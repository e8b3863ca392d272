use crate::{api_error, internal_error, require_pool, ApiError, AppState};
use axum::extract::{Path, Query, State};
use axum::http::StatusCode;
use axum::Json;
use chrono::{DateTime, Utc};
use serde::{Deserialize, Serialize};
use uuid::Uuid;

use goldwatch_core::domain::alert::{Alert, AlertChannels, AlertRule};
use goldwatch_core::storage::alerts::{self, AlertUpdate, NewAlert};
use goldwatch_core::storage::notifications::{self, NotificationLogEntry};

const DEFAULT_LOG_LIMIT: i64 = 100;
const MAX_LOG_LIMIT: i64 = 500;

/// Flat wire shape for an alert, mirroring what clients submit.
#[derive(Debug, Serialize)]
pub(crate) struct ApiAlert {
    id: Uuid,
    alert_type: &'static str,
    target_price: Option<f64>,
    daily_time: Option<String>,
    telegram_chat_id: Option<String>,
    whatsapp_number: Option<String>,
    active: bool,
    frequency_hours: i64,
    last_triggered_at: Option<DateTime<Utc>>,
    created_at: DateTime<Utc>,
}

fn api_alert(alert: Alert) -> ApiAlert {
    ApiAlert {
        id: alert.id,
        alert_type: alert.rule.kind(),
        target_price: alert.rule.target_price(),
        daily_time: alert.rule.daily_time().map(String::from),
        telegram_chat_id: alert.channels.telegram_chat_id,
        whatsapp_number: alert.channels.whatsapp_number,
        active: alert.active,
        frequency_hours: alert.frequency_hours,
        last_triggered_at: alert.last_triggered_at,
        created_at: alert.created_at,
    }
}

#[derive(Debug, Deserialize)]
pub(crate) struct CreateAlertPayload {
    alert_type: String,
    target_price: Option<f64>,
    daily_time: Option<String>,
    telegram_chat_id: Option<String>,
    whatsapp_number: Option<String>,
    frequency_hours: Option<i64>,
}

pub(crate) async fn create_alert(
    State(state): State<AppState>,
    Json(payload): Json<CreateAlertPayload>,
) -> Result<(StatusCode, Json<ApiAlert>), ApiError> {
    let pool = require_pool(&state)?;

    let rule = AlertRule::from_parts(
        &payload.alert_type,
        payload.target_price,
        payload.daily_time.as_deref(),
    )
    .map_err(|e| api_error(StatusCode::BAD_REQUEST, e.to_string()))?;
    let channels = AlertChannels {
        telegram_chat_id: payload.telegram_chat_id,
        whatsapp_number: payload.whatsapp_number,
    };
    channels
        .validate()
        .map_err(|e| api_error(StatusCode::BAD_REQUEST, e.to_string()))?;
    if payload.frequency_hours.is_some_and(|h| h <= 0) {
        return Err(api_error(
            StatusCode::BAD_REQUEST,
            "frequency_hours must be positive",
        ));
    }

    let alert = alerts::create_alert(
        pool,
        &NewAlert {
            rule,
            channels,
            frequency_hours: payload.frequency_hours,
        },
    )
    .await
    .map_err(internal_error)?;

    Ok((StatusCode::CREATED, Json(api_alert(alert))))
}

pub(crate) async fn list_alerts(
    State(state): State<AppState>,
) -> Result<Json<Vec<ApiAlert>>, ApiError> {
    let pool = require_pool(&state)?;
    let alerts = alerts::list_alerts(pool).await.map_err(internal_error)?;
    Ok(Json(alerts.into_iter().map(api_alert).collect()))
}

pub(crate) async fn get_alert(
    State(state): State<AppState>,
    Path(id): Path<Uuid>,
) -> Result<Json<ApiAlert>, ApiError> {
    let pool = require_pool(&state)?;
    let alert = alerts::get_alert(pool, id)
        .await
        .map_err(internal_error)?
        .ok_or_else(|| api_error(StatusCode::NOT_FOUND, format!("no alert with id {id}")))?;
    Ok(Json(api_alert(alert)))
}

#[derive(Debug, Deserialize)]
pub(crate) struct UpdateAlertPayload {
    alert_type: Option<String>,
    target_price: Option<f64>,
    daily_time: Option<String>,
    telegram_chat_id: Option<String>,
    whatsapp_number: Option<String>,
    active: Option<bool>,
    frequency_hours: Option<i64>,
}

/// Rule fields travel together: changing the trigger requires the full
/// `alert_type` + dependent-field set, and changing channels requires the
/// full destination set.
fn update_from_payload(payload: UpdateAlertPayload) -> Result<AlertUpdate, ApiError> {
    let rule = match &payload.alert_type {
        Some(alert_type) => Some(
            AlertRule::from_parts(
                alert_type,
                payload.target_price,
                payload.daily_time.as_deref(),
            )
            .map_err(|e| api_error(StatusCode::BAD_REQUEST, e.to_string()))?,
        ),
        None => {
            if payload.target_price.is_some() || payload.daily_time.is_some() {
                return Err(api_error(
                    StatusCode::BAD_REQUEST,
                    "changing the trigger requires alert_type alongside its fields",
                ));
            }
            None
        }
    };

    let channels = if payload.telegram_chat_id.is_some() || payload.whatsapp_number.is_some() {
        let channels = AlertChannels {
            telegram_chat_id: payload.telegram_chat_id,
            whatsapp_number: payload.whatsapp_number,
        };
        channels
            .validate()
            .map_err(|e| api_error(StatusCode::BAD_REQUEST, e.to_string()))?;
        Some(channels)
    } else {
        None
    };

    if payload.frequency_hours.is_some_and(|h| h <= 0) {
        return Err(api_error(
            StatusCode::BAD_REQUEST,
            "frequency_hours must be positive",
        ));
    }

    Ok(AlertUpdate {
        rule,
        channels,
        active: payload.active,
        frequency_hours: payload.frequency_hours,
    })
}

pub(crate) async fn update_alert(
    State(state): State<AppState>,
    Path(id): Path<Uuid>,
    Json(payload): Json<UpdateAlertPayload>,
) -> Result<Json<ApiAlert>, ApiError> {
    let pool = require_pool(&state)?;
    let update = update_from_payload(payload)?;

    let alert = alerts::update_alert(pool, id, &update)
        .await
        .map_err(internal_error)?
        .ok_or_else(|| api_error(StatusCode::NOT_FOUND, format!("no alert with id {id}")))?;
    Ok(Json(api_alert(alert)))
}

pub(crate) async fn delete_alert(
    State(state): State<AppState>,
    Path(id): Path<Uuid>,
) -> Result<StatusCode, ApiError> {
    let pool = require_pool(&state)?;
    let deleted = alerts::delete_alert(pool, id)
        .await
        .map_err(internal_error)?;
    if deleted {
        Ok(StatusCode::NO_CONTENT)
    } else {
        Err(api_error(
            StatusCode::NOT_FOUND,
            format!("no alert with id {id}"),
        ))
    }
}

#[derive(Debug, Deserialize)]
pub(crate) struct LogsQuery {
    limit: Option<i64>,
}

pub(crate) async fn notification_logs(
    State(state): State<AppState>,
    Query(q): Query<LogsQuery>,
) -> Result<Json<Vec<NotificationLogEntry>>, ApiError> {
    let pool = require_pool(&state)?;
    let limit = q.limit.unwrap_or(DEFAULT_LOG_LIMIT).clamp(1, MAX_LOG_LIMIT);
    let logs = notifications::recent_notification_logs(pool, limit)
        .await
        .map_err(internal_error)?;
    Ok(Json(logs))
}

--------------------------------

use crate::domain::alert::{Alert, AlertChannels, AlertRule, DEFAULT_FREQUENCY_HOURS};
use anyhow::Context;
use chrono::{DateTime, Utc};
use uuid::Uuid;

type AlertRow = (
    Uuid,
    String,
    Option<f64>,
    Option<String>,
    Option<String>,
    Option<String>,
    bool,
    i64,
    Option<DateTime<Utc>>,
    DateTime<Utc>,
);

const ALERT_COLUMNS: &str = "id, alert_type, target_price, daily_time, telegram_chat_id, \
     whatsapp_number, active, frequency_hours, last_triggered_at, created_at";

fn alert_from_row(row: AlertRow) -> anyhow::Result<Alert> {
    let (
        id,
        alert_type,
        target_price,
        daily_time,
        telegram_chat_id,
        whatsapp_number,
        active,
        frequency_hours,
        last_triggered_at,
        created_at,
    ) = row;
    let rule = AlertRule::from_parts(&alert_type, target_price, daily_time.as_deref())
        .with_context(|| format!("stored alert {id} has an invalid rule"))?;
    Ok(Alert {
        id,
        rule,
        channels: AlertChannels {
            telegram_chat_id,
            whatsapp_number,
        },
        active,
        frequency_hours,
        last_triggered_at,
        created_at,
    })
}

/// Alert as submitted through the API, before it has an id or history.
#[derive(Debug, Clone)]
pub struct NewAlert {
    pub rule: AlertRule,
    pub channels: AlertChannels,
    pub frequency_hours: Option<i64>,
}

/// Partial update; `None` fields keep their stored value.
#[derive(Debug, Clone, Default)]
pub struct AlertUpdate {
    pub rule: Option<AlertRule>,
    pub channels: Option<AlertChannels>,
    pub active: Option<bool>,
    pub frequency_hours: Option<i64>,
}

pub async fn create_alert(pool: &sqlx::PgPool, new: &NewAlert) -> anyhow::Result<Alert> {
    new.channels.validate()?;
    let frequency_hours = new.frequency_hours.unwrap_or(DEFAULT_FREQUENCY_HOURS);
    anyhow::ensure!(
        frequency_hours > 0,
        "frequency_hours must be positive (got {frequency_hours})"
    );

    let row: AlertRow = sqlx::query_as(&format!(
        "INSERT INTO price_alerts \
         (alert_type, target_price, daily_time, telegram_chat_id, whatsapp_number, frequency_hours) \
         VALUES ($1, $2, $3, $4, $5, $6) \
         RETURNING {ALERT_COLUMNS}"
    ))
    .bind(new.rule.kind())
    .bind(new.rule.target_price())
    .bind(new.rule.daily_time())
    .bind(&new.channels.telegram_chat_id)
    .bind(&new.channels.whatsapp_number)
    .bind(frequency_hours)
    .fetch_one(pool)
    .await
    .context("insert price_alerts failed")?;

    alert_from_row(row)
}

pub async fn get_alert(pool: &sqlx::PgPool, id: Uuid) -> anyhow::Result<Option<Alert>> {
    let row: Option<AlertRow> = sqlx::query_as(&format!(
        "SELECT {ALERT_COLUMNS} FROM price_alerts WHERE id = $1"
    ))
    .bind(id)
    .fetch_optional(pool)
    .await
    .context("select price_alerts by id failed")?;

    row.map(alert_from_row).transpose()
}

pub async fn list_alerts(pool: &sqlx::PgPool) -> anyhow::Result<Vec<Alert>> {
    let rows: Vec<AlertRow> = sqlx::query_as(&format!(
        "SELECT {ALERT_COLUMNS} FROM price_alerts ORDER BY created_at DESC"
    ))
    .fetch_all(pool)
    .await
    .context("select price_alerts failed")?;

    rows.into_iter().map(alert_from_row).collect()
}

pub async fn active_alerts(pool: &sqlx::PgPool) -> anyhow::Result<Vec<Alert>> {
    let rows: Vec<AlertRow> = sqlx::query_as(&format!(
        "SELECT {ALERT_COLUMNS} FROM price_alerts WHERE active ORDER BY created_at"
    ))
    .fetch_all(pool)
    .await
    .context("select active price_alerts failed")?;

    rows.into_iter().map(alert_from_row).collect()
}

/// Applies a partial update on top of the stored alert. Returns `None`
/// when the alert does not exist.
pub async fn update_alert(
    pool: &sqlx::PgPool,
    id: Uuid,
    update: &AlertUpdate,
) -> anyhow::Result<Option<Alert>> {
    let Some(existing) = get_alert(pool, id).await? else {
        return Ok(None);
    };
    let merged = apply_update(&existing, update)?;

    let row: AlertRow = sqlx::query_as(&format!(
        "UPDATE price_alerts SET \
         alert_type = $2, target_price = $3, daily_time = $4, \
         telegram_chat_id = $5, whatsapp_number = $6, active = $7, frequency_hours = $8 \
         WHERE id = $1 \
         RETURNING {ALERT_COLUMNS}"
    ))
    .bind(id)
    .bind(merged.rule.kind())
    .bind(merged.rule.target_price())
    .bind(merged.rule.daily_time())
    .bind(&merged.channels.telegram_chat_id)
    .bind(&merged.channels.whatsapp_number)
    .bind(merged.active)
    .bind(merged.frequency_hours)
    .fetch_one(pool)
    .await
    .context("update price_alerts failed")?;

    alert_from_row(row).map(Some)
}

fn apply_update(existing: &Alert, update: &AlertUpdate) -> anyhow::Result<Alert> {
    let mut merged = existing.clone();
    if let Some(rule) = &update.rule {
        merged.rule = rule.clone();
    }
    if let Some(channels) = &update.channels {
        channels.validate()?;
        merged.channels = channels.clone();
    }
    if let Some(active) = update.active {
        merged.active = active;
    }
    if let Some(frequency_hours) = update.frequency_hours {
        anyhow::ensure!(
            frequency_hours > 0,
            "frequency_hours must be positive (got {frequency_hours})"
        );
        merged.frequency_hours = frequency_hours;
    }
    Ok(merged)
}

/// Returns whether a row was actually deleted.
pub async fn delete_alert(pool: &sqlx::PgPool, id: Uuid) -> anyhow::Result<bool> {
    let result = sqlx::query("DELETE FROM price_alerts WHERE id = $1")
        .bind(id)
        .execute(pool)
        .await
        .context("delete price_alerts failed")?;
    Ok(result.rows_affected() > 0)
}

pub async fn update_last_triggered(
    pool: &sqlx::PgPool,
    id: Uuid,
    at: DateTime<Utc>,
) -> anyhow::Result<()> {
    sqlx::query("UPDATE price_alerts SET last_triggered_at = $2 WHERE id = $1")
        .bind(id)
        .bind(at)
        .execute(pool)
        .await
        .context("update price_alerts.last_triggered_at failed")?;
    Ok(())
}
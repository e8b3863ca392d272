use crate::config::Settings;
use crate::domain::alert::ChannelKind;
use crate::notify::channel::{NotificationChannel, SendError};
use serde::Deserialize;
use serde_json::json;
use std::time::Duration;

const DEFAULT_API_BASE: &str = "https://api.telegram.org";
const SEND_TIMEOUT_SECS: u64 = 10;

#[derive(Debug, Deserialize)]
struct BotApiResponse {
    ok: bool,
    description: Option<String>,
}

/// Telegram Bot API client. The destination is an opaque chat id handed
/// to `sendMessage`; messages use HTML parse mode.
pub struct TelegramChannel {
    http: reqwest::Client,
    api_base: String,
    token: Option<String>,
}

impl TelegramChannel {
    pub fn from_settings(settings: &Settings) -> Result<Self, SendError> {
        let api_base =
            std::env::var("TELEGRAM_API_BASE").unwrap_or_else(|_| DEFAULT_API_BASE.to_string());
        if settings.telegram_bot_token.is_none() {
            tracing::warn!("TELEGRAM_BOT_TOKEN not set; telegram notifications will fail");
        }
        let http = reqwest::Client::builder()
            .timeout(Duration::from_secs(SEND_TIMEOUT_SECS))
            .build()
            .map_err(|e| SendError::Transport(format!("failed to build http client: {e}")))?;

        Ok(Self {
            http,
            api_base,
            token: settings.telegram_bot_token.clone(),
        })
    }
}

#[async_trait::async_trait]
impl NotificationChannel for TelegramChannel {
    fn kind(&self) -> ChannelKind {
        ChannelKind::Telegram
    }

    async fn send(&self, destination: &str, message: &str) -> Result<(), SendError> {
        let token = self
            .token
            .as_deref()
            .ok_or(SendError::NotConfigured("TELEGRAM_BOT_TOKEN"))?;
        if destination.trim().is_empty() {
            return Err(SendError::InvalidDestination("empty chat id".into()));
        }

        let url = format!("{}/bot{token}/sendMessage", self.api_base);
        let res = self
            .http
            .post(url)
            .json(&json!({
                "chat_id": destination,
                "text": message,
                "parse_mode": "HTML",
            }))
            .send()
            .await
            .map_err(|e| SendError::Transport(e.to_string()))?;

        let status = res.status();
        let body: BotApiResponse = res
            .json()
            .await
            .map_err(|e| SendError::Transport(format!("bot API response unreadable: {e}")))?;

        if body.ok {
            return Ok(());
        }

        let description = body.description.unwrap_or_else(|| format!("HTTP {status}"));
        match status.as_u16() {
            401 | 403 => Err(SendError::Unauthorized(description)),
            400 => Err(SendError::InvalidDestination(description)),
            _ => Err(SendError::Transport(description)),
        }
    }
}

--------------------------------

## Task instructions
Filter by the word "TelegramChannel": copy every line of the data that holds it.

## The answer
pub struct TelegramChannel {
impl TelegramChannel {
impl NotificationChannel for TelegramChannel {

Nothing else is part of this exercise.